In lighter news, I think it's cute/funny how my doctor will NOT let me NOT be on birth control. Gosh. Freakin'. Damn.

So, what did I do after all this stress (and almost passing out after having to give a mere three tubes of blood?)...I did what any other Main Line kid would do...I went shopping (um...NOTE: due to comments from awhile back, this post is now making me super self-conscious).

After my nerves got all frazzled, I took myself to Cheap Man's Paradise (everything is under $5).

My purchases:

1. Pack of Orgami paper for Kirk
2. Peeps Marshmallow machine and refill pack for Kim and Me (fun Friday night activities)
3. Pair of bright red galoshes
4. Pair of outrageous sunglasses
5. tons of sugar-y goodness (Pop Rocks, chocolate, etc.)
6. Funky colored permanent markers

But then again, I only went to Five Below because I had to buy food for Fredster and Petco (I much prefer Pet Supplies Plus) is right next door. I splurged on her too.

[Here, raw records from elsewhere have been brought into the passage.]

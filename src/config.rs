//! Gate configuration.
//!
//! Loaded from JSON. Every field is optional:
//!
//! ```json
//! {
//!   "vault_path": "/var/lib/app/keys.json",
//!   "audit_log_path": "/var/log/app/gate-audit.jsonl",
//!   "key_policy": { "invalidated_by_enrollment": true }
//! }
//! ```

use std::fs;
use std::path::{Path, PathBuf};

use serde::{Deserialize, Serialize};

use crate::error::GateError;
use crate::vault::KeyPolicy;

#[derive(Debug, Clone, Default, PartialEq, Eq, Serialize, Deserialize)]
#[serde(default)]
pub struct GateConfig {
    /// File-backed vault location. In-memory vault when unset.
    pub vault_path: Option<PathBuf>,
    /// JSON-lines audit file. No file sink when unset.
    pub audit_log_path: Option<PathBuf>,
    /// Policy applied to keys the gate creates.
    pub key_policy: KeyPolicy,
}

impl GateConfig {
    pub fn from_json(json: &str) -> Result<Self, GateError> {
        serde_json::from_str(json).map_err(|e| GateError::Config(e.to_string()))
    }

    pub fn load(path: impl AsRef<Path>) -> Result<Self, GateError> {
        let path = path.as_ref();
        let raw = fs::read_to_string(path)
            .map_err(|e| GateError::Config(format!("{}: {e}", path.display())))?;
        Self::from_json(&raw)
    }
}

#[cfg(test)]
mod tests {
    use super::*;

    #[test]
    fn empty_document_uses_defaults() {
        let config = GateConfig::from_json("{}").unwrap();
        assert_eq!(config, GateConfig::default());
        assert!(config.key_policy.invalidated_by_enrollment);
    }

    #[test]
    fn partial_policy_keeps_other_defaults() {
        let config = GateConfig::from_json(
            r#"{ "vault_path": "/tmp/k.json", "key_policy": { "invalidated_by_enrollment": false } }"#,
        )
        .unwrap();
        assert_eq!(config.vault_path, Some(PathBuf::from("/tmp/k.json")));
        assert!(config.audit_log_path.is_none());
        assert!(!config.key_policy.invalidated_by_enrollment);
    }

    #[test]
    fn invalid_json_is_a_config_error() {
        assert!(matches!(
            GateConfig::from_json("{ nope"),
            Err(GateError::Config(_))
        ));
        assert!(matches!(
            GateConfig::load("/definitely/not/here.json"),
            Err(GateError::Config(_))
        ));
    }
}
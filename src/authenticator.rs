//! The authenticator: the local-presence check the gate waits on.
//!
//! Platform sensor bindings implement [`Authenticator`]. Two backends ship
//! with the crate:
//!
//! - [`UnsupportedAuthenticator`] reports no hardware and ignores requests.
//! - [`SimulatedAuthenticator`] is a software stand-in with configurable
//!   readiness and scripted attempts, used for tests and demos.

use std::collections::VecDeque;
use std::sync::{Arc, Mutex, MutexGuard, PoisonError};
use std::thread;

use tracing::debug;

use crate::bridge::AuthRequest;
use crate::outcome::{Readiness, ERROR_CANCELED};

/// A local-presence authenticator (fingerprint sensor, face unlock, ...).
///
/// `authenticate` must not block. Results are reported through the
/// request's listener, from any thread, at any later time: zero or more
/// `help`/`failed` reports followed by exactly one `succeeded` or `error`.
pub trait Authenticator: Send + Sync {
    fn is_hardware_present(&self) -> bool;

    fn has_enrolled_credential(&self) -> bool;

    fn is_device_secured(&self) -> bool;

    /// Start one authentication attempt.
    fn authenticate(&self, request: AuthRequest);

    /// Stop listening for the pending attempt. The request's signal has
    /// already been tripped when this is called.
    fn cancel(&self);

    /// Combined readiness, checked in order: hardware, lock screen,
    /// enrollment.
    fn readiness(&self) -> Readiness {
        if !self.is_hardware_present() {
            Readiness::NotSupported
        } else if !self.is_device_secured() {
            Readiness::Unsecured
        } else if !self.has_enrolled_credential() {
            Readiness::NoEnrolledCredential
        } else {
            Readiness::Ready
        }
    }
}

/// Authenticator for platforms without authentication hardware.
#[derive(Debug, Default, Clone, Copy)]
pub struct UnsupportedAuthenticator;

impl Authenticator for UnsupportedAuthenticator {
    fn is_hardware_present(&self) -> bool {
        false
    }

    fn has_enrolled_credential(&self) -> bool {
        false
    }

    fn is_device_secured(&self) -> bool {
        false
    }

    fn authenticate(&self, _request: AuthRequest) {
        debug!("no authentication hardware, nothing to do");
    }

    fn cancel(&self) {}
}

/// One simulated sensor event.
#[derive(Debug, Clone, PartialEq, Eq)]
pub enum Step {
    Help { code: i32, message: String },
    Fail,
    Succeed,
    Error { code: i32, message: String },
}

impl Step {
    fn is_terminal(&self) -> bool {
        matches!(self, Self::Succeed | Self::Error { .. })
    }
}

struct SimState {
    hardware: bool,
    secured: bool,
    enrolled: bool,
    approve_by_default: bool,
    background: bool,
    script: VecDeque<Step>,
    pending: Option<AuthRequest>,
    attempts: usize,
    cancels: usize,
}

/// A software authenticator.
///
/// Each attempt plays the queued script until a terminal step. When the
/// script runs dry the attempt either succeeds (`approving`) or stays
/// pending until [`respond`](Self::respond) or a cancel.
#[derive(Clone)]
pub struct SimulatedAuthenticator {
    state: Arc<Mutex<SimState>>,
}

impl Default for SimulatedAuthenticator {
    fn default() -> Self {
        Self::ready()
    }
}

impl SimulatedAuthenticator {
    /// Hardware present, device secured, one credential enrolled.
    pub fn ready() -> Self {
        Self {
            state: Arc::new(Mutex::new(SimState {
                hardware: true,
                secured: true,
                enrolled: true,
                approve_by_default: false,
                background: false,
                script: VecDeque::new(),
                pending: None,
                attempts: 0,
                cancels: 0,
            })),
        }
    }

    /// A ready authenticator that recognizes the user on every attempt.
    pub fn approving() -> Self {
        Self::ready().approve_by_default(true)
    }

    pub fn with_hardware(self, present: bool) -> Self {
        self.lock().hardware = present;
        self
    }

    pub fn with_secured(self, secured: bool) -> Self {
        self.lock().secured = secured;
        self
    }

    pub fn with_enrolled(self, enrolled: bool) -> Self {
        self.lock().enrolled = enrolled;
        self
    }

    pub fn approve_by_default(self, approve: bool) -> Self {
        self.lock().approve_by_default = approve;
        self
    }

    /// Report from a spawned thread instead of the caller's.
    pub fn on_background_thread(self) -> Self {
        self.lock().background = true;
        self
    }

    /// Queue steps for upcoming attempts.
    pub fn with_script(self, steps: impl IntoIterator<Item = Step>) -> Self {
        self.lock().script.extend(steps);
        self
    }

    /// Change enrollment between calls.
    pub fn set_enrolled(&self, enrolled: bool) {
        self.lock().enrolled = enrolled;
    }

    /// Number of attempts started so far.
    pub fn attempts(&self) -> usize {
        self.lock().attempts
    }

    /// Number of `cancel` calls received.
    pub fn cancels(&self) -> usize {
        self.lock().cancels
    }

    pub fn has_pending(&self) -> bool {
        self.lock().pending.is_some()
    }

    /// Play `step` against the pending attempt. Returns false when nothing
    /// is pending.
    pub fn respond(&self, step: Step) -> bool {
        let (request, background) = {
            let mut state = self.lock();
            match state.pending.take() {
                Some(request) => (request, state.background),
                None => return false,
            }
        };
        self.dispatch(request, vec![step], background);
        true
    }

    fn lock(&self) -> MutexGuard<'_, SimState> {
        self.state.lock().unwrap_or_else(PoisonError::into_inner)
    }

    fn dispatch(&self, request: AuthRequest, steps: Vec<Step>, background: bool) {
        let this = self.clone();
        if background {
            thread::spawn(move || this.play(request, steps));
        } else {
            this.play(request, steps);
        }
    }

    fn play(&self, mut request: AuthRequest, steps: Vec<Step>) {
        for step in steps {
            if request.signal.is_canceled() {
                deliver_canceled(request);
                return;
            }
            let terminal = step.is_terminal();
            match step {
                Step::Help { code, message } => request.listener.help(code, message),
                Step::Fail => request.listener.failed(),
                Step::Succeed => request.listener.succeeded(request.token.take()),
                Step::Error { code, message } => request.listener.error(code, message),
            }
            if terminal {
                return;
            }
        }

        let mut state = self.lock();
        if request.signal.is_canceled() {
            drop(state);
            deliver_canceled(request);
            return;
        }
        state.pending = Some(request);
    }
}

fn deliver_canceled(request: AuthRequest) {
    request
        .listener
        .error(ERROR_CANCELED, "Authentication canceled.");
}

impl Authenticator for SimulatedAuthenticator {
    fn is_hardware_present(&self) -> bool {
        self.lock().hardware
    }

    fn has_enrolled_credential(&self) -> bool {
        self.lock().enrolled
    }

    fn is_device_secured(&self) -> bool {
        self.lock().secured
    }

    fn authenticate(&self, request: AuthRequest) {
        let (steps, background) = {
            let mut state = self.lock();
            state.attempts += 1;
            let mut steps = Vec::new();
            while let Some(step) = state.script.pop_front() {
                let terminal = step.is_terminal();
                steps.push(step);
                if terminal {
                    break;
                }
            }
            if !steps.last().is_some_and(Step::is_terminal) && state.approve_by_default {
                steps.push(Step::Succeed);
            }
            (steps, state.background)
        };
        self.dispatch(request, steps, background);
    }

    fn cancel(&self) {
        let pending = {
            let mut state = self.lock();
            state.cancels += 1;
            state.pending.take()
        };
        if let Some(request) = pending {
            deliver_canceled(request);
        }
    }
}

And then...as I was driving home...the local chain record store was going out of business. Everything in the store was 40% off. So of course I had to pick up that Empire Records DVD that I watched a million times as a kid and Willow (hey, I own Masters of the Universe too, so bring it if you have a problem with nerds). I also bought a "best of" Mamas and Papas cd and that Wolf Parade cd that I kinda wanted to buy but didn't really want to buy. 40% off does it for me. I was about to buy a portable XM radio player too it was $119 instead of $199...but I thought I should stop my impulse buys for the day.

I ended my day at WaWa (for all you non-Philly-and-surrounding-area fans out there. WaWa is heaven. And, for the record, its better than Sheetz. In fact, you know what else? I think that WaWa brings us all together. There's something for everyone in there. My parents are getting their house painted and when I came home to enjoy my chicken noodle soup, soft pretzel, slim jim, and iced coffee (which is pure sugar)...of course, the painters were already enjoying a lil' treat they picked up from WaWa too.